1Z0-820 Question #53: Real Exam Question with Answer & Explanation

The correct answer is D. Put all of the zones in the same ZFS file system and set the dedup property for the file system to on. E. Put each zone in a separate ZFS file system within the same zpool.. Options D and E are correct because ZFS deduplication operates at the pool level - the dedup hash table is shared across all datasets within the same zpool. Setting dedup=on on a ZFS file system (D) or on separate file systems within the same zpool (E) causes ZFS to store only on

Managing Data Storage

Question

You are going to create live zones on you server. Disk space is critical on this server so you need to reduce the amount of disk space required for these zones. Much of the data required for each of these zones is identical, so you want to eliminate the duplicate copies of data and store only data that is unique to each zone. Which two options provide a solution for eliminating the duplicate copies of data that is common between all of these zones?

Options

  • ACreate the zones by using sparse root zones.
  • BSet the dedup property to on and the dedupratio to at least 1.5 for the zpool.
  • CPut all of the zones in the same ZFS file system and set the dedupratio property for the ZFS file system
  • DPut all of the zones in the same ZFS file system and set the dedup property for the file system to on.
  • EPut each zone in a separate ZFS file system within the same zpool.

Explanation

Options D and E are correct because ZFS deduplication operates at the pool level - the dedup hash table is shared across all datasets within the same zpool. Setting dedup=on on a ZFS file system (D) or on separate file systems within the same zpool (E) causes ZFS to store only one copy of any identical data block, regardless of which zone "owns" it. These two options represent different valid configurations: one shared filesystem vs. separate per-zone filesystems - both work because the dedup table is pool-scoped.

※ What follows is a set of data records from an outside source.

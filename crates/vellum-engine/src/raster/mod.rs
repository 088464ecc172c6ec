//! Rasterizer contract.
//!
//! The core never touches pixels. Everything it produces is a list of
//! [`Vertex`] values plus `u32` triangle indices, handed to an implementation
//! of [`Rasterizer`] together with the texture to sample, the active render
//! target and the blend mode.
//!
//! Implementations:
//! - [`crate::render::WgpuRasterizer`] for real output
//! - [`RecordingRasterizer`] which records every call, used by tests and tooling

mod backend;
mod error;
mod recorder;
mod vertex;

pub use backend::{
    FilterMode, PixelFormat, Rasterizer, RenderTarget, Texture, TextureDesc, TextureHandle,
};
pub use error::RasterError;
pub use recorder::{RasterCmd, RecordedDraw, RecordingRasterizer};
pub use vertex::{QUAD_INDICES, Vertex};
//! Paint model shared by every geometry producer.
//!
//! Scope:
//! - color representation (straight alpha, components in [0, 1])
//! - blend modes understood by the rasterizer

pub mod blend;
pub mod color;

pub use blend::BlendMode;
pub use color::Color;
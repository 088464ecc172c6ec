use crate::paint::Color;
use crate::raster::{FilterMode, RasterError, Rasterizer, Texture, TextureDesc};

/// Tightly packed RGBA8 pixels, rows top to bottom.
#[derive(Debug, Clone, PartialEq, Eq)]
pub struct ImageData {
    width: u32,
    height: u32,
    pixels: Vec<u8>,
}

impl ImageData {
    /// Transparent black pixels.
    pub fn new(width: u32, height: u32) -> Self {
        Self {
            width,
            height,
            pixels: vec![0; width as usize * height as usize * 4],
        }
    }

    /// Wraps decoded pixels. The length must be `width × height × 4`.
    pub fn from_pixels(width: u32, height: u32, pixels: Vec<u8>) -> Result<Self, RasterError> {
        let expected = width as usize * height as usize * 4;
        if pixels.len() != expected {
            return Err(RasterError::PixelDataMismatch { expected, actual: pixels.len() });
        }
        Ok(Self { width, height, pixels })
    }

    pub fn filled(width: u32, height: u32, color: Color) -> Self {
        let px = to_rgba8(color);
        let mut data = Self::new(width, height);
        for chunk in data.pixels.chunks_exact_mut(4) {
            chunk.copy_from_slice(&px);
        }
        data
    }

    #[inline]
    pub fn width(&self) -> u32 {
        self.width
    }

    #[inline]
    pub fn height(&self) -> u32 {
        self.height
    }

    #[inline]
    pub fn pixels(&self) -> &[u8] {
        &self.pixels
    }

    #[inline]
    fn offset(&self, x: u32, y: u32) -> Option<usize> {
        (x < self.width && y < self.height)
            .then(|| (y as usize * self.width as usize + x as usize) * 4)
    }

    pub fn get_pixel(&self, x: u32, y: u32) -> Option<Color> {
        let o = self.offset(x, y)?;
        let p = &self.pixels[o..o + 4];
        Some(Color::from_u8(p[0], p[1], p[2], p[3]))
    }

    /// Out-of-bounds writes are ignored and return `false`.
    pub fn set_pixel(&mut self, x: u32, y: u32, color: Color) -> bool {
        let Some(o) = self.offset(x, y) else {
            return false;
        };
        self.pixels[o..o + 4].copy_from_slice(&to_rgba8(color));
        true
    }
}

fn to_rgba8(c: Color) -> [u8; 4] {
    let c = c.clamped();
    [c.r, c.g, c.b, c.a].map(|v| (v * 255.0).round() as u8)
}

/// Sampled texture created from [`ImageData`].
///
/// Copyable handle; the texture lives until [`release`](Self::release).
#[derive(Debug, Copy, Clone, Eq, PartialEq, Hash)]
pub struct Image {
    texture: Texture,
    min_filter: FilterMode,
    mag_filter: FilterMode,
}

impl Image {
    pub fn create<R: Rasterizer + ?Sized>(
        r: &mut R,
        data: &ImageData,
    ) -> Result<Self, RasterError> {
        let handle = r.create_texture(TextureDesc::sampled(data.width, data.height))?;
        if let Err(e) = r.write_texture(handle, &data.pixels) {
            r.release_texture(handle);
            return Err(e);
        }
        Ok(Self {
            texture: Texture::new(handle, data.width, data.height),
            min_filter: FilterMode::Linear,
            mag_filter: FilterMode::Linear,
        })
    }

    #[inline]
    pub fn texture(&self) -> Texture {
        self.texture
    }

    #[inline]
    pub fn width(&self) -> u32 {
        self.texture.width
    }

    #[inline]
    pub fn height(&self) -> u32 {
        self.texture.height
    }

    #[inline]
    pub fn filter(&self) -> (FilterMode, FilterMode) {
        (self.min_filter, self.mag_filter)
    }

    pub fn set_filter<R: Rasterizer + ?Sized>(
        &mut self,
        r: &mut R,
        min: FilterMode,
        mag: FilterMode,
    ) {
        self.min_filter = min;
        self.mag_filter = mag;
        r.set_texture_filter(self.texture.handle, min, mag);
    }

    /// Re-uploads the whole image. Sizes must match.
    pub fn replace_pixels<R: Rasterizer + ?Sized>(
        &self,
        r: &mut R,
        data: &ImageData,
    ) -> Result<(), RasterError> {
        if (data.width, data.height) != (self.width(), self.height()) {
            return Err(RasterError::InvalidSize { width: data.width, height: data.height });
        }
        r.write_texture(self.texture.handle, &data.pixels)
    }

    #[inline]
    pub fn release<R: Rasterizer + ?Sized>(&self, r: &mut R) {
        r.release_texture(self.texture.handle);
    }
}

#[cfg(test)]
mod tests {
    use super::*;
    use crate::raster::{RasterCmd, RecordingRasterizer};

    // ── pixels ────────────────────────────────────────────────────────────

    #[test]
    fn from_pixels_checks_length() {
        assert!(ImageData::from_pixels(2, 2, vec![0; 16]).is_ok());
        assert_eq!(
            ImageData::from_pixels(2, 2, vec![0; 15]),
            Err(RasterError::PixelDataMismatch { expected: 16, actual: 15 })
        );
    }

    #[test]
    fn pixel_access() {
        let mut d = ImageData::new(3, 2);
        assert!(d.set_pixel(2, 1, Color::white()));
        assert!(!d.set_pixel(3, 0, Color::white()));
        assert_eq!(d.get_pixel(2, 1), Some(Color::white()));
        assert_eq!(d.get_pixel(0, 0), Some(Color::transparent()));
        assert_eq!(d.get_pixel(0, 2), None);
        assert_eq!(&d.pixels()[20..24], &[255, 255, 255, 255]);
    }

    #[test]
    fn filled_writes_every_pixel() {
        let d = ImageData::filled(4, 4, Color::rgb(1.0, 0.0, 0.0));
        assert!(d.pixels().chunks_exact(4).all(|p| p == [255, 0, 0, 255]));
    }

    // ── textures ──────────────────────────────────────────────────────────

    #[test]
    fn create_uploads_pixels() {
        let mut r = RecordingRasterizer::new(64, 64);
        let img = Image::create(&mut r, &ImageData::new(8, 4)).unwrap();
        assert_eq!((img.width(), img.height()), (8, 4));
        assert!(r.is_live(img.texture().handle));
        assert!(matches!(r.commands()[1], RasterCmd::WriteTexture { bytes: 128, .. }));
    }

    #[test]
    fn failed_create_leaks_nothing() {
        let mut r = RecordingRasterizer::new(64, 64).with_max_texture_size(4);
        assert!(Image::create(&mut r, &ImageData::new(8, 8)).is_err());
        assert_eq!(r.live_texture_count(), 0);
    }

    #[test]
    fn replace_requires_same_size() {
        let mut r = RecordingRasterizer::new(64, 64);
        let img = Image::create(&mut r, &ImageData::new(2, 2)).unwrap();
        assert!(img.replace_pixels(&mut r, &ImageData::new(2, 2)).is_ok());
        assert!(img.replace_pixels(&mut r, &ImageData::new(3, 2)).is_err());
        img.release(&mut r);
        assert_eq!(r.live_texture_count(), 0);
    }
}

Why the distractors are wrong:

  • A (Sparse root zones): This is a Solaris 10 concept where OS directories are loopback-mounted from the global zone - it only covers system directories, not all shared application data, and is not true block-level deduplication.
  • B & C: dedupratio is a read-only reporting property that shows the current deduplication ratio achieved; you cannot set it. Only dedup=on is the writable configuration property.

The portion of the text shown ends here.